In [1]:
from sklearn.feature_extraction.text import TfidfVectorizer
from sklearn.metrics.pairwise import cosine_similarity

import numpy as np
import pandas as pd

In [2]:
df = pd.read_csv('./Fashion.csv', usecols=['id','gender','masterCategory','subCategory','articleType','baseColour','season','year','usage','productDisplayName'])

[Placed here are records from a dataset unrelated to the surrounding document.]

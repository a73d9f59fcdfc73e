//! Run settings: built-in defaults, then an optional TOML file, then CLI
//! flags / environment.

use std::fs;
use std::path::{Path, PathBuf};
use std::time::Duration;

use serde::Deserialize;

use crate::error::{Error, ErrorKind, Result};
use crate::store::{ConsulConfig, parse_store_address};
use crate::target::{TargetDescriptor, parse_target};
use crate::upload::RetryPolicy;
use crate::verify::VerifyConfig;

fn default_true() -> bool {
    true
}

fn default_key_root() -> String {
    "/".into()
}

fn default_size_tolerance_bytes() -> u64 {
    1000
}

fn default_readiness_grace_ms() -> u64 {
    2000
}

fn default_readiness_timeout_ms() -> u64 {
    30_000
}

fn default_readiness_poll_ms() -> u64 {
    250
}

fn default_teardown_grace_ms() -> u64 {
    5000
}

fn default_consul_bin() -> String {
    "consul".into()
}

fn default_max_retries() -> u32 {
    3
}

fn default_retry_interval_ms() -> u64 {
    5000
}

fn default_aws_bin() -> String {
    "aws".into()
}

#[derive(Debug, Clone, Deserialize)]
#[serde(default, deny_unknown_fields)]
pub struct VerifySection {
    #[serde(default = "default_true")]
    pub enabled: bool,
    #[serde(default = "default_key_root")]
    pub key_root: String,
    #[serde(default = "default_size_tolerance_bytes")]
    pub size_tolerance_bytes: u64,
    #[serde(default = "default_readiness_grace_ms")]
    pub readiness_grace_ms: u64,
    #[serde(default = "default_readiness_timeout_ms")]
    pub readiness_timeout_ms: u64,
    #[serde(default = "default_readiness_poll_ms")]
    pub readiness_poll_ms: u64,
    #[serde(default = "default_teardown_grace_ms")]
    pub teardown_grace_ms: u64,
    #[serde(default = "default_consul_bin")]
    pub consul_bin: String,
}

impl Default for VerifySection {
    fn default() -> Self {
        Self {
            enabled: true,
            key_root: default_key_root(),
            size_tolerance_bytes: default_size_tolerance_bytes(),
            readiness_grace_ms: default_readiness_grace_ms(),
            readiness_timeout_ms: default_readiness_timeout_ms(),
            readiness_poll_ms: default_readiness_poll_ms(),
            teardown_grace_ms: default_teardown_grace_ms(),
            consul_bin: default_consul_bin(),
        }
    }
}

#[derive(Debug, Clone, Deserialize)]
#[serde(default, deny_unknown_fields)]
pub struct UploadSection {
    #[serde(default = "default_max_retries")]
    pub max_retries: u32,
    #[serde(default = "default_retry_interval_ms")]
    pub retry_interval_ms: u64,
    #[serde(default = "default_aws_bin")]
    pub aws_bin: String,
}

impl Default for UploadSection {
    fn default() -> Self {
        Self {
            max_retries: default_max_retries(),
            retry_interval_ms: default_retry_interval_ms(),
            aws_bin: default_aws_bin(),
        }
    }
}

#[derive(Debug, Clone, Default, Deserialize)]
#[serde(default, deny_unknown_fields)]
pub struct FileConfig {
    pub verify: VerifySection,
    pub upload: UploadSection,
}

pub fn parse_file_config(raw: &str) -> Result<FileConfig> {
    toml::from_str(raw).map_err(|e| Error::new(ErrorKind::Config, format!("config parse error: {e}")))
}

pub fn load_file(path: &Path) -> Result<FileConfig> {
    let raw = fs::read_to_string(path).map_err(|e| {
        Error::new(
            ErrorKind::Config,
            format!("failed to read config {}: {e}", path.display()),
        )
    })?;
    parse_file_config(&raw).map_err(|e| e.context(ErrorKind::Config, &path.display().to_string()))
}

/// Raw command-line / environment inputs, before validation.
#[derive(Debug, Clone, Default)]
pub struct CliInputs {
    pub consul_addr: Option<String>,
    pub consul_tls_skip_verify: bool,
    pub consul_token: Option<String>,
    pub target: Option<String>,
    pub skip_verify: bool,
    pub consul_bin: Option<PathBuf>,
    pub aws_bin: Option<PathBuf>,
}

/// Fully validated settings for one run.
#[derive(Debug, Clone)]
pub struct Settings {
    pub consul: ConsulConfig,
    pub target: TargetDescriptor,
    pub verify_enabled: bool,
    pub verify: VerifyConfig,
    pub consul_bin: PathBuf,
    pub teardown_grace: Duration,
    pub retry: RetryPolicy,
    pub aws_bin: PathBuf,
}

fn non_empty(v: Option<&str>) -> Option<&str> {
    v.map(str::trim).filter(|s| !s.is_empty())
}

impl Settings {
    /// Validate inputs and layer them over `file`. Does no network I/O.
    pub fn resolve(cli: CliInputs, file: FileConfig) -> Result<Self> {
        let addr = non_empty(cli.consul_addr.as_deref()).unwrap_or_default();
        let address = parse_store_address(addr)?;
        let target = parse_target(non_empty(cli.target.as_deref()).unwrap_or_default())?;

        let mut consul = ConsulConfig::new(address);
        consul.tls_skip_verify = cli.consul_tls_skip_verify;
        consul.token = non_empty(cli.consul_token.as_deref()).map(ToOwned::to_owned);

        let v = file.verify;
        if v.readiness_poll_ms == 0 {
            return Err(Error::new(
                ErrorKind::Config,
                "verify.readiness_poll_ms must be greater than 0",
            ));
        }
        let verify = VerifyConfig {
            key_root: v.key_root,
            size_tolerance_bytes: v.size_tolerance_bytes,
            readiness_grace: Duration::from_millis(v.readiness_grace_ms),
            readiness_timeout: Duration::from_millis(v.readiness_timeout_ms),
            readiness_poll: Duration::from_millis(v.readiness_poll_ms),
        };

        let u = file.upload;
        Ok(Self {
            consul,
            target,
            verify_enabled: v.enabled && !cli.skip_verify,
            verify,
            consul_bin: cli.consul_bin.unwrap_or_else(|| PathBuf::from(v.consul_bin)),
            teardown_grace: Duration::from_millis(v.teardown_grace_ms),
            retry: RetryPolicy {
                max_retries: u.max_retries,
                interval: Duration::from_millis(u.retry_interval_ms),
            },
            aws_bin: cli.aws_bin.unwrap_or_else(|| PathBuf::from(u.aws_bin)),
        })
    }
}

# We will replace all empty data with the None string
df.productDisplayName.fillna('None', inplace=True)
df.head()

Unnamed: 0,id,gender,masterCategory,subCategory,articleType,baseColour,season,year,usage,productDisplayName
0,15970,Men,Apparel,Topwear,Shirts,Navy Blue,Fall,2011.0,Casual,Turtle Check Men Navy Blue Shirt
1,39386,Men,Apparel,Bottomwear,Jeans,Blue,Summer,2012.0,Casual,Peter England Men Party Blue Jeans
2,59263,Women,Accessories,Watches,Watches,Silver,Winter,2016.0,Casual,Titan Women Silver Watch
3,21379,Men,Apparel,Bottomwear,Track Pants,Black,Fall,2011.0,Casual,Manchester United Men Solid Black Track Pants
4,53759,Men,Apparel,Topwear,Tshirts,Grey,Summer,2012.0,Casual,Puma Men Grey T-shirt


In [3]:
df.productDisplayName.value_counts()

productDisplayName
Lucera Women Silver Earrings                       82
Lucera Women Silver Pendant                        56
Lucera Women Silver Ring                           50
Catwalk Women Black Heels                          48
Q&Q Men Black Dial Watch                           42
                                                   ..
Spykar Men Navy Blue Trevor Brief                   1
Nike Mens White Polo T-shirt                        1
Belmonte Men Solid Blue Shirts                      1
Puma Men's Toe Crusher Black T-shirt                1
Fossil Women Pink Dial Chronograph Watch ES3050     1
Name: count, Length: 31136, dtype: int64

In [5]:
print(f"Number of records with None: {len(df[df.productDisplayName=='None'])}")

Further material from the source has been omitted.